How do these findings apply to the broader use of genetics in understanding reintroduction efforts and how animals move through various sites?

“When animals move through landscapes, their genes move with them, and this process can promote genetic diversity and therefore promote healthy wildlife populations,” Day said. “Studying genetics can also tell us a lot about how animals move through landscapes. In this research, we used genetics to learn how well individuals are able to move between populations of martens, and once they get there, if they are able to mate with individuals from other populations. The research provides insights for managers of wildlife to plan for the future conservation of martens, but also contributes to the field of reintroduction biology overall in that a successful reintroduction requires not only movement between populations, but the ability to mate as well, thus contributing to genetically healthy wildlife populations.”

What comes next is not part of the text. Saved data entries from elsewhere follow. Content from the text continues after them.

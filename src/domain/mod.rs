pub mod calendar;
pub mod habit;
pub mod sorting;
pub mod store;

pub use calendar::{CalendarWindow, ViewMode, YearMonth};
pub use habit::{Habit, HabitId};
pub use sorting::day_view_order;
pub use store::HabitStore;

Dr. Jonathan Gilbert, biological services director for the Great Lakes Indian Fish and Wildlife Commission, has worked with martens in the Upper Midwest for many years and is encouraged by the additional information this research on the species brings.

“Dr. Day’s work has helped to set the stage for further ecological research into factors affecting the viability of martens in Wisconsin,” Gilbert said. “He has established that dispersal paths across Iron County Forests are difficult for martens to navigate. Yet other researchers from the lab of Jonathan Pauli at UW Madison have found that immigration from source populations in the U.P. is needed to continue the viability of martens in Wisconsin. The Ojibwe Tribes, who are members of the Great Lakes Indian Fish and Wildlife Commission, are using the results from Casey and others to try to recover martens from their endangered status. As these culturally important species struggle with their viability, Ojibwe tribes are hoping that all of the work conducted by Dr. Zollner and Dr. Day will contribute to the marten’s wellbeing.

“This effort of Dr. Day’s, including other researchers from Purdue, has been a huge collaborative effort with many agencies involved. Wisconsin DNR, USFS, Great Lakes Indian Fish and Wildlife Commission, Purdue University, and UW Madison are all contributing to this effort. It is a great example of how multiple people from multiple perspectives can all contribute to our state of knowledge.”